I think I've thrown out a few examples... I mentioned shooting an elk in a couple hundred acres, shooting a deer in 40 acres. I also mentioned I didn't want to get into specifics because if I did, then someone would bring up that whatever said acreage and say how fair chase UN canned it was...Sorry if you didn't catch those. I will post my memoirs later that go into tremendous detail about my definition of a canned hunt......also, I'm assuming you're running a high fence ranching operation, so I have no problem staying out, you would probably try to sell me as a package hunt!!!!!

LOL


----------



## bountyhunter (Jul 6, 2005)

Kyle 1974 said:


> I think I've thrown out a few examples... I mentioned shooting an elk in a couple hundred acres, shooting a deer in 40 acres. I also mentioned I didn't want to get into specifics because if I did, then someone would bring up that whatever said acreage and say how fair chase UN canned it was...Sorry if you didn't catch those. I will post my memoirs later that go into tremendous detail about my definition of a canned hunt......also, I'm assuming you're running a high fence ranching operation, so I have no problem staying out, you would probably try to sell me as a package hunt!!!!!
> 
> LOL


Hey........I only got 39 acres.........but it backs up to the National Forest and there are no fences:wink: Believe me it is fair chase, in fact it is so fair chase that I only saw 4 deer all season, including bow and muzzleloader.


----------



## JLC72 (Nov 7, 2006)

Man, I think I'm finally gonna get to use the ignore feature.. LOL


----------



## Hooked Up (May 23, 2004)

Lezz Go said:


> So let me get this straight. Some here would ban hunting on the 40,000 acre YO because it's high fenced and he considers it a canned hunt? Did I read that right?

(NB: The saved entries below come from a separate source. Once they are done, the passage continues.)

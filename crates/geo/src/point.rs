//! Point parsing for backend asset records.
//!
//! Supports parsing coordinates from:
//! - GeoJSON format: `{"type": "Point", "coordinates": [lng, lat]}`
//! - Bare coordinate arrays: `[lng, lat]`
//! - WKT format: `POINT(lng lat)`

use crate::{GeoError, GeoPoint, Result};
use serde::{Deserialize, Serialize};

/// GeoJSON Point format, as stored by the asset backend.
#[derive(Debug, Clone, Copy, PartialEq, Serialize, Deserialize)]
pub struct GeoJsonPoint {
    /// Should be "Point"
    #[serde(rename = "type", default)]
    pub point_type: PointType,
    /// `[longitude, latitude]`
    pub coordinates: GeoPoint,
}

/// GeoJSON geometry type tag; only points are supported.
#[derive(Debug, Clone, Copy, Default, PartialEq, Eq, Serialize, Deserialize)]
pub enum PointType {
    #[default]
    Point,
}

impl From<GeoPoint> for GeoJsonPoint {
    fn from(coordinates: GeoPoint) -> Self {
        Self {
            point_type: PointType::Point,
            coordinates,
        }
    }
}

/// Parse a point from a JSON value.
///
/// # Returns
/// * `Some(GeoPoint)` if parsing succeeds
/// * `None` if the value is null or cannot be parsed
///
/// The point is not range-checked here; validation belongs to the caller.
///
/// # Example
/// ```
/// use h2site_geo::parse_point;
/// use serde_json::json;
///
/// let geojson = json!({"type": "Point", "coordinates": [72.5714, 23.0225]});
/// let point = parse_point(&geojson).unwrap();
/// assert!((point.latitude - 23.0225).abs() < 0.0001);
///
/// let wkt = json!("POINT(72.5714 23.0225)");
/// let point = parse_point(&wkt).unwrap();
/// assert!((point.longitude - 72.5714).abs() < 0.0001);
/// ```
pub fn parse_point(value: &serde_json::Value) -> Option<GeoPoint> {
    if value.is_null() {
        return None;
    }

    if let Some(coords) = value.get("coordinates").and_then(|c| c.as_array()) {
        return pair(coords);
    }

    if let Some(coords) = value.as_array() {
        return pair(coords);
    }

    if let Some(wkt) = value.as_str() {
        return parse_wkt_point(wkt).ok();
    }

    None
}

fn pair(coords: &[serde_json::Value]) -> Option<GeoPoint> {
    match coords {
        [lng, lat, ..] => Some(GeoPoint::new(lng.as_f64()?, lat.as_f64()?)),
        _ => None,
    }
}

/// Parse a WKT POINT string.
///
/// Format: `POINT(longitude latitude)`
pub(crate) fn parse_wkt_point(wkt: &str) -> Result<GeoPoint> {
    let wkt = wkt.trim();

    if !wkt.starts_with("POINT(") && !wkt.starts_with("POINT (") {
        return Err(GeoError::InvalidWkt(format!("Expected POINT, got: {}", wkt)));
    }

    let start = wkt.find('(').ok_or_else(|| GeoError::InvalidWkt("Missing '('".into()))?;
    let end = wkt.find(')').ok_or_else(|| GeoError::InvalidWkt("Missing ')'".into()))?;

    if start >= end {
        return Err(GeoError::InvalidWkt("Invalid parentheses".into()));
    }

    let parts: Vec<&str> = wkt[start + 1..end].split_whitespace().collect();

    if parts.len() != 2 {
        return Err(GeoError::InvalidWkt(format!(
            "Expected 2 coordinates, got {}",
            parts.len()
        )));
    }

    let lng: f64 = parts[0]
        .parse()
        .map_err(|_| GeoError::InvalidWkt(format!("Invalid longitude: {}", parts[0])))?;
    let lat: f64 = parts[1]
        .parse()
        .map_err(|_| GeoError::InvalidWkt(format!("Invalid latitude: {}", parts[1])))?;

    Ok(GeoPoint::new(lng, lat))
}
impl H2SiteClient {
    /// Create a new client with default configuration from environment
    pub fn new() -> ApiResult<Self> {
        let config = ClientConfig::from_env()?;
        Self::with_config(config)
    }

    /// Create a new client with specific configuration
    pub fn with_config(config: ClientConfig) -> ApiResult<Self> {
        config.validate()?;

        let mut default_headers = HeaderMap::new();
        default_headers.insert(CONTENT_TYPE, HeaderValue::from_static("application/json"));
        default_headers.insert(
            USER_AGENT,
            HeaderValue::from_static(concat!("h2site-api-client/", env!("CARGO_PKG_VERSION"))),
        );

        let inner = Client::builder()
            .timeout(config.timeout)
            .default_headers(default_headers)
            .build()?;

        let circuit_breaker = Arc::new(CircuitBreaker::new(CircuitBreakerConfig::default()));
        let rate_limiter = RateLimiter::new(config.rate_limit.clone());

        Ok(Self {
            inner,
            config: Arc::new(config),
            circuit_breaker,
            rate_limiter,
        })
    }

    /// Get the current configuration
    #[must_use]
    pub fn config(&self) -> &ClientConfig {
        &self.config
    }

    /// Get the back-end base URL
    #[must_use]
    pub fn base_url(&self) -> &str {
        &self.config.base_url
    }

    /// Get circuit breaker state
    #[must_use]
    pub fn circuit_state(&self) -> CircuitState {
        self.circuit_breaker.state()
    }

    /// Remaining request budget for an upstream service
    #[must_use]
    pub fn rate_limit_status(&self, service: &str) -> RateLimitStatus {
        self.rate_limiter.status(service)
    }

    // -------------------------------------------------------------------------
    // Endpoint API accessors
    // -------------------------------------------------------------------------

    /// Access asset catalogue endpoints
    #[must_use]
    pub fn assets(&self) -> AssetsApi {
        AssetsApi::new(self.clone())
    }

    /// Access site analysis endpoints
    #[must_use]
    pub fn analysis(&self) -> AnalysisApi {
        AnalysisApi::new(self.clone())
    }

    /// Access saved report endpoints
    #[must_use]
    pub fn reports(&self) -> ReportsApi {
        ReportsApi::new(self.clone())
    }

    /// Access geocoding endpoints
    #[must_use]
    pub fn geocoding(&self) -> GeocodingApi {
        GeocodingApi::new(self.clone())
    }

    /// Access health check endpoints
    #[must_use]
    pub fn health(&self) -> HealthApi {
        HealthApi::new(self.clone())
    }

    // -------------------------------------------------------------------------
    // Low-level HTTP methods with resilience
    // -------------------------------------------------------------------------

    /// Perform a GET request with resilience patterns
    #[instrument(skip(self), fields(request_id))]
    pub async fn get<T: DeserializeOwned>(&self, path: &str) -> ApiResult<T> {
        self.request(Method::GET, path, Option::<&()>::None).await
    }

    /// Perform a GET request to an absolute URL
    #[instrument(skip(self, url), fields(request_id))]
    pub async fn get_url<T: DeserializeOwned>(&self, url: &Url) -> ApiResult<T> {
        self.request_url(Method::GET, url.as_str(), Option::<&()>::None)
            .await
    }

    /// Perform a POST request with resilience patterns
    #[instrument(skip(self, body), fields(request_id))]
    pub async fn post<T: DeserializeOwned, B: Serialize>(
        &self,
        path: &str,
        body: &B,
    ) -> ApiResult<T> {
        self.request(Method::POST, path, Some(body)).await
    }

    /// Perform a PUT request with resilience patterns
    #[instrument(skip(self, body), fields(request_id))]
    pub async fn put<T: DeserializeOwned, B: Serialize>(
        &self,
        path: &str,
        body: &B,
    ) -> ApiResult<T> {
        self.request(Method::PUT, path, Some(body)).await
    }

    /// Perform a DELETE request with resilience patterns
    #[instrument(skip(self), fields(request_id))]
    pub async fn delete<T: DeserializeOwned>(&self, path: &str) -> ApiResult<T> {
        self.request(Method::DELETE, path, Option::<&()>::None).await
    }

    fn backend_url(&self, path: &str) -> String {
        format!(
            "{}/{}",
            self.config.base_url.trim_end_matches('/'),
            path.trim_start_matches('/')
        )
    }

    fn is_backend(&self, url: &str) -> bool {
        same_service(&self.config.base_url, url)
    }

    /// Execute a request with full resilience patterns
    async fn request<T: DeserializeOwned, B: Serialize>(
        &self,
        method: Method,
        path: &str,
        body: Option<&B>,
    ) -> ApiResult<T> {
        let url = self.backend_url(path);
        self.request_url(method, &url, body).await
    }

    /// Execute a request to an absolute URL with full resilience patterns
    async fn request_url<T: DeserializeOwned, B: Serialize>(
        &self,
        method: Method,
        url: &str,
        body: Option<&B>,
    ) -> ApiResult<T> {
        let request_id = Uuid::new_v4().to_string();
        let rate_limit_key = self.rate_limit_key(url);
        tracing::Span::current().record("request_id", request_id.as_str());

        // Check circuit breaker
        if !self.circuit_breaker.can_execute() {
            warn!(
                request_id = %request_id,
                url = %strip_query(url),
                "Circuit breaker is open, rejecting request"
            );
            return Err(ApiError::CircuitOpen);
        }

        // Check rate limiter
        if !self.rate_limiter.try_acquire(rate_limit_key) {
            warn!(
                request_id = %request_id,
                url = %strip_query(url),
                service = rate_limit_key,
                retry_after_ms = self.rate_limiter.time_until_available(rate_limit_key).as_millis(),
                "Rate limited"
            );
            return Err(ApiError::RateLimited);
        }

        let context = ErrorContext {
            request_id: Some(request_id),
            endpoint: strip_query(url).to_string(),
            method: method.to_string(),
        };

        // Execute with retry
        self.execute_with_retry(&context, method, url, body).await
    }

    /// Execute request with retry logic
    async fn execute_with_retry<T: DeserializeOwned, B: Serialize>(
        &self,
        context: &ErrorContext,
        method: Method,
        url: &str,
        body: Option<&B>,
    ) -> ApiResult<T> {
        let retry_config = &self.config.retry;
        let request_id = context.request_id.as_deref().unwrap_or_default();
        let mut last_error: Option<ApiError> = None;

        for attempt in 0..retry_config.max_attempts {
            // Wait before retry (except first attempt)
            if attempt > 0 {
                let delay = retry_config.delay_for_attempt(attempt);
                debug!(
                    request_id = %request_id,
                    attempt = attempt,
                    delay_ms = delay.as_millis(),
                    "Retrying after delay"
                );
                tokio::time::sleep(delay).await;
            }

            let start = Instant::now();
            let result = self
                .execute_single_request(request_id, method.clone(), url, body)
                .await;
            let elapsed = start.elapsed();

            match result {
                Ok(value) => {
                    self.circuit_breaker.record_success();
                    debug!(
                        request_id = %request_id,
                        attempt = attempt + 1,
                        elapsed_ms = elapsed.as_millis(),
                        "Request succeeded"
                    );
                    return Ok(value);
                }
                Err(e) => {
                    // Client errors say nothing about upstream health
                    if !e.is_client_error() {
                        self.circuit_breaker.record_failure();
                    }

                    if e.is_retryable() && attempt + 1 < retry_config.max_attempts {
                        debug!(
                            request_id = %request_id,
                            attempt = attempt + 1,
                            error = %e,
                            "Request failed, will retry"
                        );
                        last_error = Some(e);
                    } else {
                        warn!(
                            context = %context,
                            attempt = attempt + 1,
                            error = %e,
                            "Request failed, not retrying"
                        );
                        return Err(e);
                    }
                }
            }
        }

        Err(ApiError::RetriesExhausted {
            attempts: retry_config.max_attempts,
            last_error: last_error.map_or_else(|| "Unknown error".to_string(), |e| e.to_string()),
        })
    }

    /// Execute a single request without retry
    async fn execute_single_request<T: DeserializeOwned, B: Serialize>(
        &self,
        request_id: &str,
        method: Method,
        url: &str,
        body: Option<&B>,
    ) -> ApiResult<T> {
        let mut request = self
            .inner
            .request(method, url)
            .header(X_REQUEST_ID, request_id);

        // The ID token only goes to our own back-end
        if let Some(ref token) = self.config.id_token {
            if self.is_backend(url) {
                request = request.header(AUTHORIZATION, format!("Bearer {token}"));
            }
        }

        if let Some(b) = body {
            request = request.json(b);
        }

        let response = request.send().await.map_err(|e| {
            if e.is_timeout() {
                ApiError::Timeout(self.config.timeout)
            } else {
                ApiError::from(e)
            }
        })?;
        self.handle_response(response).await
    }

    /// Handle HTTP response and deserialize
    async fn handle_response<T: DeserializeOwned>(&self, response: Response) -> ApiResult<T> {
        let status = response.status();

        if status.is_success() {
            let bytes = response.bytes().await?;
            // Some back-end routes answer 204 or an empty body on success
            if bytes.is_empty() {
                return Ok(serde_json::from_str("null")?);
            }
            Ok(serde_json::from_slice(&bytes)?)
        } else {
            let message = response
                .text()
                .await
                .unwrap_or_else(|_| "Unknown error".to_string());
            Err(ApiError::api_response(status.as_u16(), message))
        }
    }

    /// Get duration timing for a request
    pub async fn timed_get<T: DeserializeOwned>(&self, path: &str) -> ApiResult<(T, Duration)> {
        let start = Instant::now();
        let result = self.get(path).await?;
        Ok((result, start.elapsed()))
    }

    /// Rate-limit bucket for a URL: one per upstream service
    fn rate_limit_key(&self, url: &str) -> &'static str {
        if self.is_backend(url) {
            "backend"
        } else if same_service(&self.config.geocoding_url, url) {
            "geocoding"
        } else {
            "external"
        }
    }
}
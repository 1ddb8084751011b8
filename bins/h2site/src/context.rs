//! Per-invocation state shared by every command

use crate::OutputFormat;
use anyhow::Result;
use h2site_api_client::H2SiteClient;
use h2site_core::config::{Config, ConfigSchema};
use h2site_telemetry::{TelemetryConfig, TelemetryGuard};
use serde::Serialize;
use std::path::Path;

pub struct Context {
    pub config: Config,
    pub format: OutputFormat,
}

impl Context {
    pub fn load(config_path: Option<&Path>, format: OutputFormat) -> Result<Self> {
        let config = Config::load(config_path)?;
        Ok(Self { config, format })
    }

    pub fn init_telemetry(&self, verbose: u8) -> Result<TelemetryGuard> {
        let telemetry = TelemetryConfig::from(&self.config.schema.logging).with_verbosity(verbose);
        h2site_telemetry::init_with_config(telemetry)
    }

    pub fn schema(&self) -> &ConfigSchema {
        &self.config.schema
    }

    pub fn is_json(&self) -> bool {
        self.format == OutputFormat::Json
    }

    /// Client configured from the environment
    pub fn client(&self) -> Result<H2SiteClient> {
        Ok(H2SiteClient::new()?)
    }

    pub fn print_json<T: Serialize + ?Sized>(&self, value: &T) -> Result<()> {
        println!("{}", serde_json::to_string_pretty(value)?);
        Ok(())
    }
}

 I'm sure that "somebody" will take exception to that but it won't be me. I enjoyed the YO. I also wan't to enjoy the open range in Wyoming someday. I think the definition(s) of words and terms like "canned hunt" is what's going to get us into trouble here. Everybody is going to have a slightly different interpretation of the definition(s) of these terms. It's not for me to decide who's right and who's wrong. When I hear the term "canned hunt" I envision those operations with "caged" quail hidden in brush that are somehow released "flushed" as the paid hunter walks by. I've hunted on a 500 acre high fence operation before and watched some younguns take their first deer there. That 500 acres "looked" like the whole world to those kids and the meat fed my family well. Was it my dream hunt in Wyoming? No. Apples and Oranges. H/U


----------



## CoastalOutfitters (Aug 20, 2004)

*Her bill (House Bill 1096) would prohibit a person from offering another person the opportunity to hunt, wound, or take any mammal that is intentionally confined, tied, staked, caged, or otherwise restrained from engaging in normal movement.* 

I have no problem with the tied, staked, caged part............

but what is confined or restrained and who decides?? 5 or 5000 acres , a fence is a fence it confines and restrains , no matter how tall it is..


----------



## Charles Helm (Oct 22, 2004)

CoastalOutfitters said:


> *Her bill (House Bill 1096) would prohibit a person from offering another person the opportunity to hunt, wound, or take any mammal that is intentionally confined, tied, staked, caged, or otherwise restrained from engaging in normal movement.*
> 
> I have no problem with the tied, staked, caged part............
> 
> but what is confined or restrained and who decides?? 5 or 5000 acres , a fence is a fence it confines and restrains , no matter how tall it is..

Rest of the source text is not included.